■ **Task brief**: For each line below that contains the word "ceil", return that line.

■ **Records for the exercise**:
//! Study session word selection
//!
//! Smart mode fills a session of `N` words from three status buckets:
//! - 50% new words (random sample)
//! - 30% focus words (random sample)
//! - the remainder from the review queue, topped up from learning words
//!
//! Short buckets are backfilled with unused new words, then the whole list is
//! shuffled so the order does not reveal where a word came from.
//!
//! Traditional mode takes the `N` least-practiced eligible words in order.

use std::collections::{HashMap, HashSet};

use rand::seq::SliceRandom;
use rand::Rng;

use super::filters::LearningFilter;
use crate::mastery::{MasteryStatus, MasteryTracker};
use crate::review::ReviewQueue;
use crate::vocabulary::WordEntry;

pub const NEW_RATIO: f64 = 0.5;
pub const FOCUS_RATIO: f64 = 0.3;

/// Everything the selector reads
pub struct SelectionContext<'a> {
    pub words: &'a [WordEntry],
    pub mastery: &'a MasteryTracker,
    pub queue: &'a ReviewQueue,
    pub filter: &'a LearningFilter,
}

/// Slot counts for one smart session
#[derive(Debug, Clone, Copy, PartialEq, Eq)]
pub struct SlotTargets {
    pub new: usize,
    pub focus: usize,
    pub review: usize,
}

pub fn slot_targets(length: usize) -> SlotTargets {
    let new = (length as f64 * NEW_RATIO).ceil() as usize;
    let focus = (length as f64 * FOCUS_RATIO).ceil() as usize;
    SlotTargets {
        new,
        focus,
        review: length.saturating_sub(new + focus),
    }
}

/// Filtered words that may appear in a session (not known, not skipped)
pub fn eligible_pool<'a>(ctx: &SelectionContext<'a>) -> Vec<&'a WordEntry> {
    ctx.words
        .iter()
        .filter(|w| {
            let status = ctx.mastery.status_of(&w.id);
            status.is_session_eligible() && ctx.filter.matches(w, status)
        })
        .collect()
}

/// Build a session of at most `length` distinct words.
///
/// `length` of zero is treated as one. An empty pool yields an empty session.
pub fn select_session<R: Rng + ?Sized>(
    ctx: &SelectionContext<'_>,
    length: usize,
    smart: bool,
    rng: &mut R,
) -> Vec<WordEntry> {
    let length = length.max(1);
    let pool = eligible_pool(ctx);
    if pool.is_empty() {
        log::debug!("Session selection: no eligible words");
        return Vec::new();
    }

    let chosen = if smart {
        select_smart(ctx, &pool, length, rng)
    } else {
        select_traditional(ctx, &pool, length)
    };

    chosen.into_iter().cloned().collect()
}

fn select_traditional<'a>(
    ctx: &SelectionContext<'_>,
    pool: &[&'a WordEntry],
    length: usize,
) -> Vec<&'a WordEntry> {
    let mut ordered = pool.to_vec();
    ordered.sort_by_key(|w| ctx.mastery.encounters_of(&w.id));
    ordered.truncate(length);
    ordered
}

fn select_smart<'a, R: Rng + ?Sized>(
    ctx: &SelectionContext<'_>,
    pool: &[&'a WordEntry],
    length: usize,
    rng: &mut R,
) -> Vec<&'a WordEntry> {
    let mut new_bucket = Vec::new();
    let mut learning_bucket = Vec::new();
    let mut focus_bucket = Vec::new();
    for &word in pool {
        match ctx.mastery.status_of(&word.id) {
            MasteryStatus::New => new_bucket.push(word),
            MasteryStatus::Learning => learning_bucket.push(word),
            MasteryStatus::Focus => focus_bucket.push(word),
            MasteryStatus::Known | MasteryStatus::Skipped => {}
        }
    }

    new_bucket.shuffle(rng);
    focus_bucket.shuffle(rng);
    learning_bucket.shuffle(rng);

    let targets = slot_targets(length);
    let mut picker = Picker::with_capacity(length);

    picker.take(new_bucket.iter().copied(), targets.new);
    picker.take(focus_bucket.iter().copied(), targets.focus);

    let review_words = review_candidates(ctx, pool);
    let from_queue = picker.take(review_words.into_iter(), targets.review);
    picker.take(
        learning_bucket.iter().copied(),
        targets.review.saturating_sub(from_queue),
    );

    let short = length.saturating_sub(picker.len());
    picker.take(new_bucket.iter().copied(), short);

    let mut chosen = picker.into_words();
    chosen.shuffle(rng);
    chosen.truncate(length.min(pool.len()));

    log::debug!(
        "Session selection: {} words (pool {}, new {}, focus {}, learning {}, queued {})",
        chosen.len(),
        pool.len(),
        new_bucket.len(),
        focus_bucket.len(),
        learning_bucket.len(),
        ctx.queue.len()
    );

    chosen
}

/// Queued words present in the pool, least recently seen first.
/// Ties keep queue order.
fn review_candidates<'a>(ctx: &SelectionContext<'_>, pool: &[&'a WordEntry]) -> Vec<&'a WordEntry> {
    let by_id: HashMap<&str, &'a WordEntry> = pool.iter().map(|w| (w.id.as_str(), *w)).collect();

    let mut candidates: Vec<&'a WordEntry> = ctx
        .queue
        .pending(|id| ctx.mastery.status_of(id) == MasteryStatus::Known)
        .filter_map(|id| by_id.get(id).copied())
        .collect();

    candidates.sort_by_key(|w| ctx.mastery.get(&w.id).and_then(|s| s.last_seen_at));
    candidates
}

/// Accumulates distinct words
struct Picker<'a> {
    words: Vec<&'a WordEntry>,
    seen: HashSet<&'a str>,
}

impl<'a> Picker<'a> {
    fn with_capacity(capacity: usize) -> Self {
        Self {
            words: Vec::with_capacity(capacity),
            seen: HashSet::with_capacity(capacity),
        }
    }

    /// Add up to `limit` unseen words from `source`, returning how many were added
    fn take(&mut self, source: impl Iterator<Item = &'a WordEntry>, limit: usize) -> usize {
        let mut added = 0;
        for word in source {
            if added >= limit {
                break;
            }
            if self.seen.insert(word.id.as_str()) {
                self.words.push(word);
                added += 1;
            }
        }
        added
    }

    fn len(&self) -> usize {
        self.words.len()
    }

    fn into_words(self) -> Vec<&'a WordEntry> {
        self.words
    }
}

#[cfg(test)]
mod tests {
    use super::*;
    use proptest::prelude::*;
    use rand::rngs::StdRng;
    use rand::SeedableRng;

    struct Fixture {
        words: Vec<WordEntry>,
        mastery: MasteryTracker,
        queue: ReviewQueue,
        filter: LearningFilter,
    }

    impl Fixture {
        fn new(count: usize) -> Self {
            let words: Vec<WordEntry> = (0..count).map(|i| WordEntry::new(format!("w{}", i))).collect();
            let mut mastery = MasteryTracker::new();
            for w in &words {
                mastery.ensure(&w.id);
            }
            Self {
                words,
                mastery,
                queue: ReviewQueue::new(),
                filter: LearningFilter::default(),
            }
        }

        fn set(&mut self, id: &str, status: MasteryStatus) {
            self.mastery.set_status(id, status, &mut self.queue);
        }

        fn ctx(&self) -> SelectionContext<'_> {
            SelectionContext {
                words: &self.words,
                mastery: &self.mastery,
                queue: &self.queue,
                filter: &self.filter,
            }
        }
    }

    fn ids(words: &[WordEntry]) -> Vec<String> {
        words.iter().map(|w| w.id.clone()).collect()
    }

    fn assert_distinct(words: &[WordEntry]) {
        let unique: HashSet<&str> = words.iter().map(|w| w.id.as_str()).collect();
        assert_eq!(unique.len(), words.len());
    }

    #[test]
    fn test_slot_targets() {
        assert_eq!(slot_targets(10), SlotTargets { new: 5, focus: 3, review: 2 });
        assert_eq!(slot_targets(6), SlotTargets { new: 3, focus: 2, review: 1 });
        assert_eq!(slot_targets(1), SlotTargets { new: 1, focus: 1, review: 0 });
        assert_eq!(slot_targets(3), SlotTargets { new: 2, focus: 1, review: 0 });
    }

    #[test]
    fn test_all_new_backfills_to_length() {
        let fixture = Fixture::new(10);
        let mut rng = StdRng::seed_from_u64(7);

        let session = select_session(&fixture.ctx(), 6, true, &mut rng);

        assert_eq!(session.len(), 6);
        assert_distinct(&session);
        assert!(session.iter().all(|w| fixture.words.contains(w)));
    }

    #[test]
    fn test_empty_catalog_gives_empty_session() {
        let fixture = Fixture::new(0);
        let mut rng = StdRng::seed_from_u64(1);
        assert!(select_session(&fixture.ctx(), 10, true, &mut rng).is_empty());
        assert!(select_session(&fixture.ctx(), 10, false, &mut rng).is_empty());
    }

    #[test]
    fn test_zero_length_is_clamped_to_one() {
        let fixture = Fixture::new(4);
        let mut rng = StdRng::seed_from_u64(1);
        assert_eq!(select_session(&fixture.ctx(), 0, true, &mut rng).len(), 1);
        assert_eq!(select_session(&fixture.ctx(), 0, false, &mut rng).len(), 1);
    }

    #[test]
    fn test_known_and_skipped_never_selected() {
        let mut fixture = Fixture::new(6);
        fixture.set("w0", MasteryStatus::Known);
        fixture.set("w1", MasteryStatus::Skipped);
        // Queued then known stays out
        fixture.set("w2", MasteryStatus::Learning);
        fixture.set("w2", MasteryStatus::Known);
        let mut rng = StdRng::seed_from_u64(3);

        for smart in [true, false] {
            let session = select_session(&fixture.ctx(), 10, smart, &mut rng);
            let chosen = ids(&session);
            assert_eq!(session.len(), 3);
            assert!(!chosen.contains(&"w0".to_string()));
            assert!(!chosen.contains(&"w1".to_string()));
            assert!(!chosen.contains(&"w2".to_string()));
        }
    }

    #[test]
    fn test_filter_with_no_matches_is_empty() {
        let mut fixture = Fixture::new(5);
        for w in fixture.words.iter_mut() {
            w.level = Some("A1".to_string());
        }
        fixture.filter.levels.insert("C2".to_string());
        let mut rng = StdRng::seed_from_u64(3);

        assert!(select_session(&fixture.ctx(), 5, true, &mut rng).is_empty());
    }

    #[test]
    fn test_review_slots_prefer_queue_order() {
        // 10 new words plus learning words; only two review slots exist at N=10
        let mut fixture = Fixture::new(20);
        for i in 10..20 {
            fixture.set(&format!("w{}", i), MasteryStatus::Learning);
        }
        // Force a queue order independent of when set_status ran
        fixture.queue = ReviewQueue::from_ids(vec!["w15".into(), "w12".into(), "w18".into()]);
        let states = fixture.mastery.states().clone();
        for (id, mut state) in states {
            if state.status == MasteryStatus::Learning {
                state.last_seen_at = None;
                fixture.mastery.forget(&id);
                fixture.mastery.ensure_with(&id, state);
            }
        }
        let mut rng = StdRng::seed_from_u64(11);

        let session = select_session(&fixture.ctx(), 10, true, &mut rng);
        let chosen = ids(&session);

        assert_eq!(session.len(), 10);
        assert!(chosen.contains(&"w15".to_string()));
        assert!(chosen.contains(&"w12".to_string()));
        assert!(!chosen.contains(&"w18".to_string()));
        let learning = chosen
            .iter()
            .filter(|id| fixture.mastery.status_of(id) == MasteryStatus::Learning)
            .count();
        assert_eq!(learning, 2);
    }

    #[test]
    fn test_learning_backfills_review_slots() {
        let mut fixture = Fixture::new(12);
        for i in 6..12 {
            fixture.set(&format!("w{}", i), MasteryStatus::Learning);
        }
        fixture.queue.clear();
        let mut rng = StdRng::seed_from_u64(5);

        let session = select_session(&fixture.ctx(), 10, true, &mut rng);
        let learning = session
            .iter()
            .filter(|w| fixture.mastery.status_of(&w.id) == MasteryStatus::Learning)
            .count();

        // 5 new + 0 focus + 2 learning for review, then 1 more new backfill
        assert_eq!(learning, 2);
        assert_eq!(session.len(), 8);
    }

    #[test]
    fn test_focus_bucket_gets_its_share() {
        let mut fixture = Fixture::new(20);
        for i in 0..10 {
            fixture.set(&format!("w{}", i), MasteryStatus::Focus);
        }
        let mut rng = StdRng::seed_from_u64(9);

        let session = select_session(&fixture.ctx(), 10, true, &mut rng);
        let focus = session
            .iter()
            .filter(|w| fixture.mastery.status_of(&w.id) == MasteryStatus::Focus)
            .count();
        // Empty review slots are refilled with new words, not extra focus words
        assert_eq!(focus, 3);
        assert_eq!(session.len(), 10);
    }

    #[test]
    fn test_traditional_orders_by_encounters() {
        let mut fixture = Fixture::new(4);
        let mut queue = ReviewQueue::new();
        for _ in 0..3 {
            fixture.mastery.increment_encounters("w0", &mut queue);
        }
        fixture.mastery.increment_encounters("w1", &mut queue);
        fixture.mastery.increment_encounters("w2", &mut queue);
        fixture.mastery.increment_encounters("w2", &mut queue);
        let mut rng = StdRng::seed_from_u64(1);

        let session = select_session(&fixture.ctx(), 3, false, &mut rng);
        assert_eq!(ids(&session), vec!["w3", "w1", "w2"]);
    }

    #[test]
    fn test_seeded_rng_is_reproducible() {
        let fixture = Fixture::new(30);
        let a = select_session(&fixture.ctx(), 10, true, &mut StdRng::seed_from_u64(42));
        let b = select_session(&fixture.ctx(), 10, true, &mut StdRng::seed_from_u64(42));
        assert_eq!(a, b);
    }

    fn status_from(n: u8) -> MasteryStatus {
        MasteryStatus::ALL[(n % 5) as usize]
    }

    proptest! {
        #[test]
        fn prop_session_invariants(
            statuses in proptest::collection::vec(0u8..5, 0..60),
            queued in proptest::collection::vec(0usize..60, 0..20),
            length in 0usize..40,
            smart in any::<bool>(),
            seed in any::<u64>(),
        ) {
            let mut fixture = Fixture::new(statuses.len());
            for (i, s) in statuses.iter().enumerate() {
                let status = status_from(*s);
                if status != MasteryStatus::New {
                    fixture.set(&format!("w{}", i), status);
                }
            }
            for q in queued {
                fixture.queue.push(&format!("w{}", q));
            }
            let pool = eligible_pool(&fixture.ctx()).len();
            let mut rng = StdRng::seed_from_u64(seed);

            let session = select_session(&fixture.ctx(), length, smart, &mut rng);

            let unique: HashSet<&str> = session.iter().map(|w| w.id.as_str()).collect();
            prop_assert_eq!(unique.len(), session.len());
            prop_assert!(session.len() <= length.max(1));
            prop_assert!(session.len() <= pool);
            for word in &session {
                prop_assert!(fixture.mastery.status_of(&word.id).is_session_eligible());
            }
        }
    }
}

■ **Response**:
    let new = (length as f64 * NEW_RATIO).ceil() as usize;
    let focus = (length as f64 * FOCUS_RATIO).ceil() as usize;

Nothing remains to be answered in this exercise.